Votre course en avant
       
       
         
         

tcgranie@ThoughtWorks.com

      Monsieur,

Il est une question que je me suis toujours posée, en parcourant l'histoire de vos campagnes. Pensez-vous qu'à un moment donné, vous aviez une réelle opportunité d'en finir avec votre guerre contre l'Europe tout entière, et signer une paix durable, qui «normalise» votre règne et vous fasse accepter par les pays voisins?

À la lecture des coalitions et des campagnes qui se sont succédées, j'ai l'impression que vous étiez poussé en avant, et vos victoires elles-mêmes par leurs démesures vous condamnaient à cette course folle, qui finit comme on le sait.

Alors est-ce votre ambition qui vous a perdu ou les événements vous ont juste poussé en avant?

J'attends votre réponse avec curiosité.

Thomas Granier

 

       
         

Napoléon Bonaparte

      Monsieur Granier,

On ne gère pas les événements, on gère notre temps. L'ambition et les courses folles qui semblent vous obséder ne sont pas de mon fait. La victoire a fait ce que j'étais, la victoire seule me maintenait. Je DEVAIS abattre pour ne pas être abattu. Croyez-vous que je n'ai pas essayé d'atteindre cette paix qui chaque fois que j'étais sur le point de l'étreindre se dérobait à moi?
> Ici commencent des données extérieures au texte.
use crate::error::{Result, StoreError};
use crate::models::{Attachment, Conversation, DeliveryStatus, Message, Reaction};

/// What a merge did.
#[derive(Debug, Clone, Copy, PartialEq, Eq)]
pub enum MergeOutcome {
    Inserted {
        /// The conversation did not exist before this message.
        created: bool,
    },
    /// Same `(author, id)` already present; nothing changed.
    Duplicate,
}

/// All conversations known to the client, in recency order.
#[derive(Debug, Clone)]
pub struct ConversationStore {
    local: ParticipantId,
    conversations: Vec<Conversation>,
    seen: HashMap<ConversationId, HashSet<(ParticipantId, MessageId)>>,
}

impl ConversationStore {
    pub fn new(local: ParticipantId) -> Self {
        Self {
            local,
            conversations: Vec::new(),
            seen: HashMap::new(),
        }
    }

    pub fn local(&self) -> &ParticipantId {
        &self.local
    }

    /// Conversations, most recently updated first.
    pub fn conversations(&self) -> &[Conversation] {
        &self.conversations
    }

    pub fn get(&self, id: &ConversationId) -> Option<&Conversation> {
        self.conversations.iter().find(|c| &c.id == id)
    }

    pub fn contains(&self, id: &ConversationId) -> bool {
        self.get(id).is_some()
    }

    pub fn len(&self) -> usize {
        self.conversations.len()
    }

    pub fn is_empty(&self) -> bool {
        self.conversations.is_empty()
    }

    fn get_mut(&mut self, id: &ConversationId) -> Result<&mut Conversation> {
        self.conversations
            .iter_mut()
            .find(|c| &c.id == id)
            .ok_or_else(|| StoreError::ConversationNotFound(id.clone()))
    }

    /// Return the conversation, creating an empty one if it is unknown.
    ///
    /// Returns `true` when it was created.
    pub fn ensure(
        &mut self,
        id: &ConversationId,
        participants: Vec<Participant>,
        is_group_chat: bool,
        now: DateTime<Utc>,
    ) -> bool {
        let (_, created) = self.entry(id, participants, is_group_chat, now);
        if created {
            self.sort();
        }
        created
    }

    /// Find or append the conversation. Callers re-sort afterwards.
    fn entry(
        &mut self,
        id: &ConversationId,
        participants: Vec<Participant>,
        is_group_chat: bool,
        now: DateTime<Utc>,
    ) -> (&mut Conversation, bool) {
        if let Some(pos) = self.conversations.iter().position(|c| &c.id == id) {
            return (&mut self.conversations[pos], false);
        }

        let mut unique: Vec<Participant> = Vec::with_capacity(participants.len());
        for p in participants {
            if !unique.iter().any(|u| u.id == p.id) {
                unique.push(p);
            }
        }

        debug!(
            conversation = %id,
            participants = unique.len(),
            group = is_group_chat,
            "Creating conversation"
        );
        self.seen.insert(id.clone(), HashSet::new());
        self.conversations
            .push(Conversation::new(id.clone(), unique, is_group_chat, now));
        let last = self.conversations.len() - 1;
        (&mut self.conversations[last], true)
    }

    /// Merge a message into `conversation_id`, creating the conversation on
    /// demand from `participants` and `is_group_chat`.
    ///
    /// Idempotent: a second merge of the same `(author, id)` is a no-op.
    /// A message from someone else marks the conversation unread; our own
    /// messages leave the flag as it is.
    pub fn merge(
        &mut self,
        conversation_id: &ConversationId,
        participants: Vec<Participant>,
        is_group_chat: bool,
        message: Message,
    ) -> MergeOutcome {
        let key = message.dedup_key();
        if self
            .seen
            .get(conversation_id)
            .is_some_and(|seen| seen.contains(&key))
        {
            debug!(
                conversation = %conversation_id,
                author = %key.0,
                message = %key.1,
                "Duplicate message dropped"
            );
            return MergeOutcome::Duplicate;
        }

        let is_local = message.author.id == self.local;
        let (conversation, created) = self.entry(
            conversation_id,
            participants,
            is_group_chat,
            message.created_at,
        );
        conversation.add_participant(message.author.clone());
        conversation.insert_ordered(message);
        // Only `mark_read` clears the flag.
        if !is_local {
            conversation.is_read = false;
        }

        self.seen
            .entry(conversation_id.clone())
            .or_default()
            .insert(key);
        self.sort();
        MergeOutcome::Inserted { created }
    }

    pub fn contains_message(
        &self,
        conversation_id: &ConversationId,
        author: &ParticipantId,
        message_id: MessageId,
    ) -> bool {
        self.seen
            .get(conversation_id)
            .is_some_and(|seen| seen.contains(&(author.clone(), message_id)))
    }

    pub fn set_delivery(
        &mut self,
        conversation_id: &ConversationId,
        message_id: MessageId,
        status: DeliveryStatus,
    ) -> Result<()> {
        let message = self
            .get_mut(conversation_id)?
            .message_mut(message_id)
            .ok_or(StoreError::MessageNotFound(message_id))?;
        message.delivery = status;
        Ok(())
    }

    pub fn mark_read(&mut self, conversation_id: &ConversationId) -> Result<()> {
        self.get_mut(conversation_id)?.is_read = true;
        Ok(())
    }

    pub fn set_pinned(&mut self, conversation_id: &ConversationId, pinned: bool) -> Result<()> {
        self.get_mut(conversation_id)?.is_pinned = pinned;
        Ok(())
    }

    pub fn set_title(&mut self, conversation_id: &ConversationId, title: Option<String>) -> Result<()> {
        self.get_mut(conversation_id)?.title = title;
        Ok(())
    }

    /// Add a reaction; the same author reacting with the same emoji twice is
    /// ignored. Returns whether it was added.
    pub fn add_reaction(
        &mut self,
        conversation_id: &ConversationId,
        message_id: MessageId,
        reaction: Reaction,
    ) -> Result<bool> {
        let message = self
            .get_mut(conversation_id)?
            .message_mut(message_id)
            .ok_or(StoreError::MessageNotFound(message_id))?;

        if message
            .reactions
            .iter()
            .any(|r| r.author == reaction.author && r.emoji == reaction.emoji)
        {
            return Ok(false);
        }
        message.updated_at = reaction.created_at;
        message.reactions.push(reaction);
        Ok(true)
    }

    pub fn add_attachment(
        &mut self,
        conversation_id: &ConversationId,
        message_id: MessageId,
        attachment: Attachment,
    ) -> Result<()> {
        let message = self
            .get_mut(conversation_id)?
            .message_mut(message_id)
            .ok_or(StoreError::MessageNotFound(message_id))?;

        if !message.attachments.iter().any(|a| a.id == attachment.id) {
            message.updated_at = Utc::now();
            message.attachments.push(attachment);
        }
        Ok(())
    }

    /// Refresh a participant's profile wherever it appears (member lists
    /// and message authors). Liveness history stays in the conversations
    /// even after the peer leaves the live table.
    pub fn refresh_participant(&mut self, participant: &Participant) {
        for conversation in &mut self.conversations {
            for p in conversation
                .participants
                .iter_mut()
                .filter(|p| p.id == participant.id)
            {
                *p = participant.clone();
            }
            for m in conversation
                .messages
                .iter_mut()
                .filter(|m| m.author.id == participant.id)
            {
                m.author = participant.clone();
            }
        }
    }

    /// Remove a conversation. The core never calls this on its own.
    pub fn remove(&mut self, conversation_id: &ConversationId) -> Option<Conversation> {
        let pos = self
            .conversations
            .iter()
            .position(|c| &c.id == conversation_id)?;
        self.seen.remove(conversation_id);
        Some(self.conversations.remove(pos))
    }

    fn sort(&mut self) {
        self.conversations.sort_by(|a, b| {
            b.updated_at
                .cmp(&a.updated_at)
                .then_with(|| a.id.cmp(&b.id))
        });
    }
}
Personne en Europe, et surtout pas ce poussah poussif de George IV et son argent de commerçant véreux n'a plus désiré la serrer dans ses bras que moi.

Cette paix, monsieur Granier, était le fer de lance de ma politique. On m'a taxé de folie, mais n'était-ce pas folie que de ressaisir cette monture affolée par la révolution et de la monter pendant qu'elle se cabrait sous les assauts des ennemis du peuple? N'était-ce pas folie que de sortir la France du bourbier où elle croupissait pour la montrer, étincelante comme de l'or aux peuples que j'aurais aimé avoir comme alliés et qui m'ont crucifié comme l'usurpateur, alors que c'est moi qui ai redoré leur blason? Non monsieur, on obéit aux événements. Eux nous façonnent. Nous ne sommes que des instruments entre les mains du destin. Que n'aie-je encore vingt ans à vivre et une paix durable....

Je vous salue, monsieur Granier et vous convie à me réécrire, voire à passer me voir si d'aventure vos déplacements vous amenaient dans ce coin du monde. J'aurais grand plaisir à en discuter de vive voix.